Le mot résonne. Comme une sentence.
— Une fusion… Qu’est-ce que ça veut dire exactement? Et après?
— La fusion n’est pas une connexion temporaire.
— Ce n’est pas un lien que l’on ouvre et que l’on ferme à volonté.
Mon cœur bat trop vite. Trop fort.
— On ne revient pas en arrière sans détruire le substrat qui me maintient cohérente.
— Mon implant?
— L’implant, confirme-t-elle.
— Et l’hôte biologique.
Le mot me frappe de plein fouet. Comme un coup de poing.
Hôte.
Je ne suis pas une machine.
Je ne suis pas un support informatique.
Et pourtant, l’univers semble me répondre comme si je l’avais toujours été. Comme si j’avais été conçu pour ça.
— Moi, dis-je simplement.
— Oui. Toi… et moi.
Je regarde autour de moi.
Tiny est figé, mâchoire serrée. Ses poings se ferment. Lexie a baissé son arme sans même s’en rendre compte. Takala me fixe, le visage pâle. Horrifiée.
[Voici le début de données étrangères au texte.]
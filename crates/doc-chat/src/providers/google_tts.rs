//! Text-to-speech through the Google Translate TTS endpoint
//!
//! The endpoint accepts at most ~100 characters per request, so text is split
//! into segments (sentence punctuation first, then whitespace) and the MP3
//! frames of every segment are concatenated into one clip.

use async_trait::async_trait;
use reqwest::Client;
use std::time::Duration;

use crate::config::SpeechConfig;
use crate::error::{Error, Result};
use crate::providers::speech::SpeechSynthesizer;
use crate::types::AudioClip;

const USER_AGENT: &str =
    "Mozilla/5.0 (Windows NT 10.0; Win64; x64) AppleWebKit/537.36 (KHTML, like Gecko) Chrome/120.0 Safari/537.36";

/// Language codes the endpoint speaks, with display names
pub const SUPPORTED_LANGUAGES: &[(&str, &str)] = &[
    ("af", "Afrikaans"),
    ("am", "Amharic"),
    ("ar", "Arabic"),
    ("bg", "Bulgarian"),
    ("bn", "Bengali"),
    ("bs", "Bosnian"),
    ("ca", "Catalan"),
    ("cs", "Czech"),
    ("cy", "Welsh"),
    ("da", "Danish"),
    ("de", "German"),
    ("el", "Greek"),
    ("en", "English"),
    ("es", "Spanish"),
    ("et", "Estonian"),
    ("eu", "Basque"),
    ("fi", "Finnish"),
    ("fr", "French"),
    ("fr-CA", "French (Canada)"),
    ("gl", "Galician"),
    ("gu", "Gujarati"),
    ("ha", "Hausa"),
    ("hi", "Hindi"),
    ("hr", "Croatian"),
    ("hu", "Hungarian"),
    ("id", "Indonesian"),
    ("is", "Icelandic"),
    ("it", "Italian"),
    ("iw", "Hebrew"),
    ("ja", "Japanese"),
    ("jw", "Javanese"),
    ("km", "Khmer"),
    ("kn", "Kannada"),
    ("ko", "Korean"),
    ("la", "Latin"),
    ("lt", "Lithuanian"),
    ("lv", "Latvian"),
    ("ml", "Malayalam"),
    ("mr", "Marathi"),
    ("ms", "Malay"),
    ("my", "Myanmar (Burmese)"),
    ("ne", "Nepali"),
    ("nl", "Dutch"),
    ("no", "Norwegian"),
    ("pa", "Punjabi (Gurmukhi)"),
    ("pl", "Polish"),
    ("pt", "Portuguese (Brazil)"),
    ("pt-PT", "Portuguese (Portugal)"),
    ("ro", "Romanian"),
    ("ru", "Russian"),
    ("si", "Sinhala"),
    ("sk", "Slovak"),
    ("sq", "Albanian"),
    ("sr", "Serbian"),
    ("su", "Sundanese"),
    ("sv", "Swedish"),
    ("sw", "Swahili"),
    ("ta", "Tamil"),
    ("te", "Telugu"),
    ("th", "Thai"),
    ("tl", "Filipino"),
    ("tr", "Turkish"),
    ("uk", "Ukrainian"),
    ("ur", "Urdu"),
    ("vi", "Vietnamese"),
    ("yue", "Cantonese"),
    ("zh", "Chinese (Simplified)"),
    ("zh-CN", "Chinese (Simplified)"),
    ("zh-TW", "Chinese (Mandarin/Taiwan)"),
];

/// Canonical form of a supported language code (case-insensitive, `_` or `-`)
pub fn supported_language(code: &str) -> Option<&'static str> {
    let wanted = code.trim().replace('_', "-");
    SUPPORTED_LANGUAGES
        .iter()
        .map(|(code, _)| *code)
        .find(|code| code.eq_ignore_ascii_case(&wanted))
}

fn is_sentence_break(c: char) -> bool {
    matches!(
        c,
        '.' | '!' | '?' | ';' | ':' | ',' | '\n' | '\u{3002}' | '\u{FF01}' | '\u{FF1F}' | '\u{FF0C}'
    )
}

/// Split text into segments of at most `max_chars` characters
pub fn split_segments(text: &str, max_chars: usize) -> Vec<String> {
    let max_chars = max_chars.max(1);
    let mut segments = Vec::new();
    let mut rest = text.trim();

    while !rest.is_empty() {
        let cut = match rest.char_indices().nth(max_chars) {
            Some((idx, _)) => idx,
            None => {
                segments.push(rest.to_string());
                break;
            }
        };
        let window = &rest[..cut];

        let split_at = window
            .char_indices()
            .filter(|(_, c)| is_sentence_break(*c))
            .last()
            .map(|(i, c)| i + c.len_utf8())
            .or_else(|| {
                window
                    .char_indices()
                    .filter(|(i, c)| *i > 0 && c.is_whitespace())
                    .last()
                    .map(|(i, _)| i)
            })
            .unwrap_or(cut);

        let (head, tail) = rest.split_at(split_at);
        let head = head.trim();
        if !head.is_empty() {
            segments.push(head.to_string());
        }
        rest = tail.trim_start();
    }

    segments
}

/// Google Translate TTS client
pub struct GoogleTranslateTts {
    client: Client,
    config: SpeechConfig,
}

impl GoogleTranslateTts {
    /// Create a new TTS client
    pub fn new(config: &SpeechConfig) -> Result<Self> {
        let client = Client::builder()
            .timeout(Duration::from_secs(config.timeout_secs))
            .user_agent(USER_AGENT)
            .build()
            .map_err(|e| Error::Internal(format!("Failed to build HTTP client: {}", e)))?;

        Ok(Self {
            client,
            config: config.clone(),
        })
    }

    fn endpoint(&self) -> String {
        format!("{}/translate_tts", self.config.base_url.trim_end_matches('/'))
    }

    async fn fetch_segment(
        &self,
        segment: &str,
        language: &str,
        idx: usize,
        total: usize,
    ) -> Result<bytes::Bytes> {
        let speed = if self.config.slow { "0.24" } else { "1" };
        let textlen = segment.chars().count().to_string();
        let total = total.to_string();
        let idx_str = idx.to_string();

        let response = self
            .client
            .get(self.endpoint())
            .query(&[
                ("ie", "UTF-8"),
                ("q", segment),
                ("tl", language),
                ("total", total.as_str()),
                ("idx", idx_str.as_str()),
                ("textlen", textlen.as_str()),
                ("client", "tw-ob"),
                ("ttsspeed", speed),
            ])
            .send()
            .await
            .map_err(|e| Error::synthesis(format!("TTS request failed: {}", e)))?;

        if !response.status().is_success() {
            let status = response.status();
            let body = response.text().await.unwrap_or_default();
            return Err(Error::synthesis(format!(
                "TTS endpoint rejected segment {} ({}): {}",
                idx,
                status,
                body.chars().take(200).collect::<String>()
            )));
        }

        let audio = response
            .bytes()
            .await
            .map_err(|e| Error::synthesis(format!("Failed to read TTS audio: {}", e)))?;

        if audio.is_empty() {
            return Err(Error::synthesis(format!(
                "TTS endpoint returned no audio for segment {}",
                idx
            )));
        }
        Ok(audio)
    }
}

#[async_trait]
impl SpeechSynthesizer for GoogleTranslateTts {
    async fn synthesize(&self, text: &str, language: &str) -> Result<AudioClip> {
        if text.trim().is_empty() {
            return Err(Error::synthesis("no text to speak"));
        }
        let language = supported_language(language).ok_or_else(|| {
            Error::synthesis(format!("unsupported language code '{}'", language))
        })?;

        let segments = split_segments(text, self.config.max_segment_chars);
        tracing::info!(
            "Synthesizing {} chars of '{}' speech in {} segment(s)",
            text.chars().count(),
            language,
            segments.len()
        );

        let mut audio = Vec::new();
        for (idx, segment) in segments.iter().enumerate() {
            let bytes = self
                .fetch_segment(segment, language, idx, segments.len())
                .await?;
            audio.extend_from_slice(&bytes);
        }

        tracing::debug!("Synthesized {} bytes of audio", audio.len());
        Ok(AudioClip::new(language, audio))
    }

    fn supports_language(&self, language: &str) -> bool {
        supported_language(language).is_some()
    }

    fn name(&self) -> &str {
        "google-translate-tts"
    }
}
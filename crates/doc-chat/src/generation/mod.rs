//! Answer generation: prompt construction and query dispatch

pub mod dispatcher;
pub mod prompt;

pub use dispatcher::QueryDispatcher;
pub use prompt::PromptBuilder;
Personne ne parle. Personne n’ose.
Ma voix tremble malgré moi.
— Mais il doit exister un moyen de forcer une séparation. Après. Une fois qu’on a fini.
— Le processus détruirait nos deux consciences, dit-elle doucement.
Je sens le sol se dérober sous mes pieds.
Je dois lutter pour rester debout. Mes genoux tremblent.
— La fusion modifie la topologie de ma conscience, ajoute SADIE.
— Et la tienne. Nos deux esprits deviennent un.
— Une fois la passerelle ouverte, elle ne peut pas être refermée sans s’effondrer.
Un impact violent secoue l’une des portes.
Un cri strident résonne dans les conduits. Plus proche.
Je retire ma main de l’Obélisque. La lumière baisse aussitôt.
— Non… je… je ne peux pas, dis-je, ma voix se brisant.
Je secoue la tête. Violemment.
— On doit trouver un autre moyen. Il y a toujours un autre moyen.
La panique monte, brute, irrationnelle. Viscérale.
Mon cerveau bascule en mode survie, incapable d’embrasser une décision aussi définitive. Aussi finale.
SADIE acquiesce. Sans jugement.
Puis, plus doucement. Presque un murmure:
— Mais sans cette maintenance en profondeur… Personne ne recevra jamais notre appel.
— Et Rajesh…
Elle ne finit pas sa phrase. Elle n’a pas besoin.
Un nouveau choc fait vibrer la salle. Plus fort.
Le temps commence à manquer. À s’épuiser.